:: Given records ::

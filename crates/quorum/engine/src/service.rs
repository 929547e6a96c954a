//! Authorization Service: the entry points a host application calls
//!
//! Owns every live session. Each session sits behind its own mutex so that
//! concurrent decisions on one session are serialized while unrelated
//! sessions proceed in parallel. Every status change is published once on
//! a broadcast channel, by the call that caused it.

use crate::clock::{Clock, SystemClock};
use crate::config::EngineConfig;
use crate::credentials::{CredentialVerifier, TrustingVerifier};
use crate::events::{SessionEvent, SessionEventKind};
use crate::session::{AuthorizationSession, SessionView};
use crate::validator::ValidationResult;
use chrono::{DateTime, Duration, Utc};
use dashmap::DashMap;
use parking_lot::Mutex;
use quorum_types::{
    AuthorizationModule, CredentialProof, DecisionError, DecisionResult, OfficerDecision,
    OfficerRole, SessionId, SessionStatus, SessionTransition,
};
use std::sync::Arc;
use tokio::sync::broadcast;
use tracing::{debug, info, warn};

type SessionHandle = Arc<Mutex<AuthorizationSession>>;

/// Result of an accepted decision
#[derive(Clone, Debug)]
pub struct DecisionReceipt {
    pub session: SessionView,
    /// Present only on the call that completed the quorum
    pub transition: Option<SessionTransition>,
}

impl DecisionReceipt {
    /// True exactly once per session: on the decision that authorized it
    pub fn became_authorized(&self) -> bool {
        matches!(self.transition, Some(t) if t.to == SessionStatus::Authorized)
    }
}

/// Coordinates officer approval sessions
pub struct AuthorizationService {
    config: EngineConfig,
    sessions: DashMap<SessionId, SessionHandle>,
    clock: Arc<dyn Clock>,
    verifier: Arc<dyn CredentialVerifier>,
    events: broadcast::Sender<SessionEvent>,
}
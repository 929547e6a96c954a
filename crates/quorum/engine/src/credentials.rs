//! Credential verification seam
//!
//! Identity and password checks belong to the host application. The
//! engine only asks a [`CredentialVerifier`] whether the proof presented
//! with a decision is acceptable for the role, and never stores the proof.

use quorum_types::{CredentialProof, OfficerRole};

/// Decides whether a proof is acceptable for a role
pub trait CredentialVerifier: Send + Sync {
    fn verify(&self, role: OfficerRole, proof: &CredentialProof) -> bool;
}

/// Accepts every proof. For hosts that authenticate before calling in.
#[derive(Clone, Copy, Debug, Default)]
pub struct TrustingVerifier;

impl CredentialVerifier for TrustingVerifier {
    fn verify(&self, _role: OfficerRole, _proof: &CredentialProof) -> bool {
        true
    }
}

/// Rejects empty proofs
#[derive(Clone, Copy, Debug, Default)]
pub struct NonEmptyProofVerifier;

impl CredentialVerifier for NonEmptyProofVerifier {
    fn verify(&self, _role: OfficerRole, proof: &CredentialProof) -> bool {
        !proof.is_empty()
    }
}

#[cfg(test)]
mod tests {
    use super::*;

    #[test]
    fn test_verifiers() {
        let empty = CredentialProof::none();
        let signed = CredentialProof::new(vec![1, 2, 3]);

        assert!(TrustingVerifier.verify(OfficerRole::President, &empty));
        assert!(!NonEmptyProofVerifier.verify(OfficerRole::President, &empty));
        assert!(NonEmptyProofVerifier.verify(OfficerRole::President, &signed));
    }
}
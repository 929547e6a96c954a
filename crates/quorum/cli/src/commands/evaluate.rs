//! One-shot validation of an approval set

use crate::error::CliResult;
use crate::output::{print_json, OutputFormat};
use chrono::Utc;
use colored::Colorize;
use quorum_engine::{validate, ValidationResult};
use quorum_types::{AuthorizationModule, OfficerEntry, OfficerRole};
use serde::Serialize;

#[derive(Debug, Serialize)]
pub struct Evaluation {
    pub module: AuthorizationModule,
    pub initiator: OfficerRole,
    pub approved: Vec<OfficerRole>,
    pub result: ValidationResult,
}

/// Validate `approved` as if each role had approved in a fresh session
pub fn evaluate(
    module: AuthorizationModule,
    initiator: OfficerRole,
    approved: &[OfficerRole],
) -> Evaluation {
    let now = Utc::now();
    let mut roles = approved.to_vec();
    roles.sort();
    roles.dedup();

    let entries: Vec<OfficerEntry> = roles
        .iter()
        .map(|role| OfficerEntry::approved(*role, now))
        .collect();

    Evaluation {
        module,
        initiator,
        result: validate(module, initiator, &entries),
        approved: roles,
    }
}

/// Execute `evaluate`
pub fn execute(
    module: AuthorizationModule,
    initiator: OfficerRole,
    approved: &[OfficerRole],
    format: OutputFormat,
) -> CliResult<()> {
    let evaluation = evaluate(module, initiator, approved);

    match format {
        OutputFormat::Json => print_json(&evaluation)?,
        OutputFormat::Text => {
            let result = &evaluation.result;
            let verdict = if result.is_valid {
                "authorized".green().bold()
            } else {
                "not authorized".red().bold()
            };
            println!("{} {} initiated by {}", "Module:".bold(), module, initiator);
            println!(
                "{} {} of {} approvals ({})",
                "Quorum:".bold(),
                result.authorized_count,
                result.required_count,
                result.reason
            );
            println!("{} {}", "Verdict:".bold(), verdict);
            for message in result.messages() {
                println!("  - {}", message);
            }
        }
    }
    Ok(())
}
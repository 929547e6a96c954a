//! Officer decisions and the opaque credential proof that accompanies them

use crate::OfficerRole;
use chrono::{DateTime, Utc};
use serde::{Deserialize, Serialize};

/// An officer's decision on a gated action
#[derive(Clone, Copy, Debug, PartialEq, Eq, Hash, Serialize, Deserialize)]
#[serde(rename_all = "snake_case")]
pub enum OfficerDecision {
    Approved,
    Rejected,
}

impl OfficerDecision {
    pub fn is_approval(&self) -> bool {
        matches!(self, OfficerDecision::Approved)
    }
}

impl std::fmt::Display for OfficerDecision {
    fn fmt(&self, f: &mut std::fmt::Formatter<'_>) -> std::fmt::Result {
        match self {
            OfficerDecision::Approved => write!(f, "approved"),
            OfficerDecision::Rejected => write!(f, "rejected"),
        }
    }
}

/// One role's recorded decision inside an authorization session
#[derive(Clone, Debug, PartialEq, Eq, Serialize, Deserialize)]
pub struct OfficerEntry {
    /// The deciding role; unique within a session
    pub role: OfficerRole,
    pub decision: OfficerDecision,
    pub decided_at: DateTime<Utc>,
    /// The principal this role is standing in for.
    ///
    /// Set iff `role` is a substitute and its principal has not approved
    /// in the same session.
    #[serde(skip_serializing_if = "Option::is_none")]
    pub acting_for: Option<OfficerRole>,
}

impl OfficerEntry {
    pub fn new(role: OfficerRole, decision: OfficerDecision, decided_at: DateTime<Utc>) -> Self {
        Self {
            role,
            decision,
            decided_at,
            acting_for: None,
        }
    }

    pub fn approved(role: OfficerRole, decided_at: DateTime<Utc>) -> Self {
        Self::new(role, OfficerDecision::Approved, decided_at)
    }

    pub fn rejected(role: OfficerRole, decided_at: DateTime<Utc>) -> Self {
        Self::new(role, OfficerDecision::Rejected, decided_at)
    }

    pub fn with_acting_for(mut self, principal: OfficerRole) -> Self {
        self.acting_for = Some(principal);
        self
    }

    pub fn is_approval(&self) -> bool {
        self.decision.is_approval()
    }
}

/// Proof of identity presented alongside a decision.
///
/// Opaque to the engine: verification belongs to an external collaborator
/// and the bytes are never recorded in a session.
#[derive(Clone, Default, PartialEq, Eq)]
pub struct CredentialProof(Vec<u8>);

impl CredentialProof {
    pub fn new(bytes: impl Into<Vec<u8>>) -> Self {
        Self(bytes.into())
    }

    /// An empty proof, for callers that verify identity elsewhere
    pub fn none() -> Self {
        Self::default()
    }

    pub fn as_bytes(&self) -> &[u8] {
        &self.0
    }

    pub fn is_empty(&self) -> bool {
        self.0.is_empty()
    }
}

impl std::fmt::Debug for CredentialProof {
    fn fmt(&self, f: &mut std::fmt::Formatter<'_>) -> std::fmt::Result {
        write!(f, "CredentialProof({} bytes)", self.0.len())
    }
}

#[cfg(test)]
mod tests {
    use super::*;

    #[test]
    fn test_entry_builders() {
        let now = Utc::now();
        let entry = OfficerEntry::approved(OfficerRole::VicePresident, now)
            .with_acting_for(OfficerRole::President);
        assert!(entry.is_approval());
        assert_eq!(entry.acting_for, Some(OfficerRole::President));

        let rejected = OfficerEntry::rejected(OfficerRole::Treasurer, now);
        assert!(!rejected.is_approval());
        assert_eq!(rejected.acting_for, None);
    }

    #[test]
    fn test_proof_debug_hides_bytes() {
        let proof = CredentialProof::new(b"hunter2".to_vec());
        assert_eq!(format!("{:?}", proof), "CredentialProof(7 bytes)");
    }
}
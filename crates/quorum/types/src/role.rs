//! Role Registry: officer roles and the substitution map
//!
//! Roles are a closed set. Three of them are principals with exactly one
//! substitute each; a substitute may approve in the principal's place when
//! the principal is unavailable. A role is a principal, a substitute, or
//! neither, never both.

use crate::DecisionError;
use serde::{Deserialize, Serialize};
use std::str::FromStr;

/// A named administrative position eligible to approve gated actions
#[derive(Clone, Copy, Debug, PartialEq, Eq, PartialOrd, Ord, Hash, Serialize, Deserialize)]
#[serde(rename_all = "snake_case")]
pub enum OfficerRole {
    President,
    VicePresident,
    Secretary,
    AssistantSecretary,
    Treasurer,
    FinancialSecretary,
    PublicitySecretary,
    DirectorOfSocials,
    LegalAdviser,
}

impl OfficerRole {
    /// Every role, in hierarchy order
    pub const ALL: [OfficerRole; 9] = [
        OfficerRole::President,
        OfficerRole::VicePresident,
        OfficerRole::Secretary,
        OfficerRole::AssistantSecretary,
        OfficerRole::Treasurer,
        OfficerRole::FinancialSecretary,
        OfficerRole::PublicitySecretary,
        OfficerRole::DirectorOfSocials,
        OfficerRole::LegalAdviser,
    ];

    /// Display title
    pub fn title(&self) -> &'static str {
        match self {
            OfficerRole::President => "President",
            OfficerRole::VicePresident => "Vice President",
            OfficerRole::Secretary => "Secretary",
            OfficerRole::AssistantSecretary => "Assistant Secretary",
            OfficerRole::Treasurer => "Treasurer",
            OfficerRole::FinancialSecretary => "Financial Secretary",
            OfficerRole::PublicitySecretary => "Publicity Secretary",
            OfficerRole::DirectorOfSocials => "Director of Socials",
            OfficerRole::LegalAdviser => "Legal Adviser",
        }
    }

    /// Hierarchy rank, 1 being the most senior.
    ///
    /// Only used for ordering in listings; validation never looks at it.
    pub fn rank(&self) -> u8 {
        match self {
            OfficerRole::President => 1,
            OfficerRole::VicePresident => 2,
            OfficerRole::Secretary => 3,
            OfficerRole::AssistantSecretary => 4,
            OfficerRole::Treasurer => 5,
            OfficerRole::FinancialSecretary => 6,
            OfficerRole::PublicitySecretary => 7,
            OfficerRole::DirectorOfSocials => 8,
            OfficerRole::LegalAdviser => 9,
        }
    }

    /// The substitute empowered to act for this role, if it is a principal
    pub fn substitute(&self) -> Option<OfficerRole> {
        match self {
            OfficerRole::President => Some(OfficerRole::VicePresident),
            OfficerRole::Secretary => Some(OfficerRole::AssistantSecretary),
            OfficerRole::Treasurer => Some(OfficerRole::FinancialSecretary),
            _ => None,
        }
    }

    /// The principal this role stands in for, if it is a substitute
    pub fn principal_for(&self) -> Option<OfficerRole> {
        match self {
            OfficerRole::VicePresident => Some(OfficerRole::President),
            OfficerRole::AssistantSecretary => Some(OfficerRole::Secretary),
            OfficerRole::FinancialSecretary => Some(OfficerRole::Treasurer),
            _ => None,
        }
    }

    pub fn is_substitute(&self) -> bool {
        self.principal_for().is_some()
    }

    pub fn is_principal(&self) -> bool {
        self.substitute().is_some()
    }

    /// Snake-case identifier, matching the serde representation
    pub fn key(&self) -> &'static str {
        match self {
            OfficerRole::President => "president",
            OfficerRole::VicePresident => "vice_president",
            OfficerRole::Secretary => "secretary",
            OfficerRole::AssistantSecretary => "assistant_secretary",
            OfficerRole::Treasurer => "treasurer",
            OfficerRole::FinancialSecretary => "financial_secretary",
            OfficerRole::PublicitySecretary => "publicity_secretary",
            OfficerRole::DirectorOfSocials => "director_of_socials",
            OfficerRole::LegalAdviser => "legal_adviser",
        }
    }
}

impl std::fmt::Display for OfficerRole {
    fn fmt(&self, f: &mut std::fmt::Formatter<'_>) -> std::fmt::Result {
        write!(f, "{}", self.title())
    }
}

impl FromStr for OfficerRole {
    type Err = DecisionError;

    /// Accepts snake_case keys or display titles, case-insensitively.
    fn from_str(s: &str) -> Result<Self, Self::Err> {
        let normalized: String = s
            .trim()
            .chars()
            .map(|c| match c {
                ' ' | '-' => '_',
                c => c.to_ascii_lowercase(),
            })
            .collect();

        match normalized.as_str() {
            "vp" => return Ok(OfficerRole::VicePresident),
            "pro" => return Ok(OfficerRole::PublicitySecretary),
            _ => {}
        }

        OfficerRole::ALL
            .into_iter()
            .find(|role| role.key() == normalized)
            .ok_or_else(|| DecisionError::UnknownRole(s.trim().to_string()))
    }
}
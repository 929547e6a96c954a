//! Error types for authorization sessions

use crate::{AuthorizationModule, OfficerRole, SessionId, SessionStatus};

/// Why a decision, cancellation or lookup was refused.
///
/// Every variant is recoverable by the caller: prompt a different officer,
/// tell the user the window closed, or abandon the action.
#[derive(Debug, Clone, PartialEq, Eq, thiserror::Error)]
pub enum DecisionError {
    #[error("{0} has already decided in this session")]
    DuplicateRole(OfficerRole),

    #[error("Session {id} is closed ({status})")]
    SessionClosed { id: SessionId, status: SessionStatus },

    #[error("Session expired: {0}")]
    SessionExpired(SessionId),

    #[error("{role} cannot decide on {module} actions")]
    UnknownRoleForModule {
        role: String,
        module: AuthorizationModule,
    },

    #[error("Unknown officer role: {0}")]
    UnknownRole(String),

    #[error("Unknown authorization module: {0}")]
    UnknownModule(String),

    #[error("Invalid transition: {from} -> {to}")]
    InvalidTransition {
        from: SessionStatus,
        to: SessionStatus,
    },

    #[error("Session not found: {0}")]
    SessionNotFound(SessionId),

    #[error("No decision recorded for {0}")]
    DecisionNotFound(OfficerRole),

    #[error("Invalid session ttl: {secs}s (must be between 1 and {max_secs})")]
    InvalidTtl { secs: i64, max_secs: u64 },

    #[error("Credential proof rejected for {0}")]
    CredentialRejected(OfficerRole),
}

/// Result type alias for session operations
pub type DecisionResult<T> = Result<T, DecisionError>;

:::

> [Assigned task]:
Return, from the entries, each line that holds "chrono".

> [Answer section]:
use chrono::{DateTime, Duration, Utc};
use chrono::Utc;
use chrono::{DateTime, Utc};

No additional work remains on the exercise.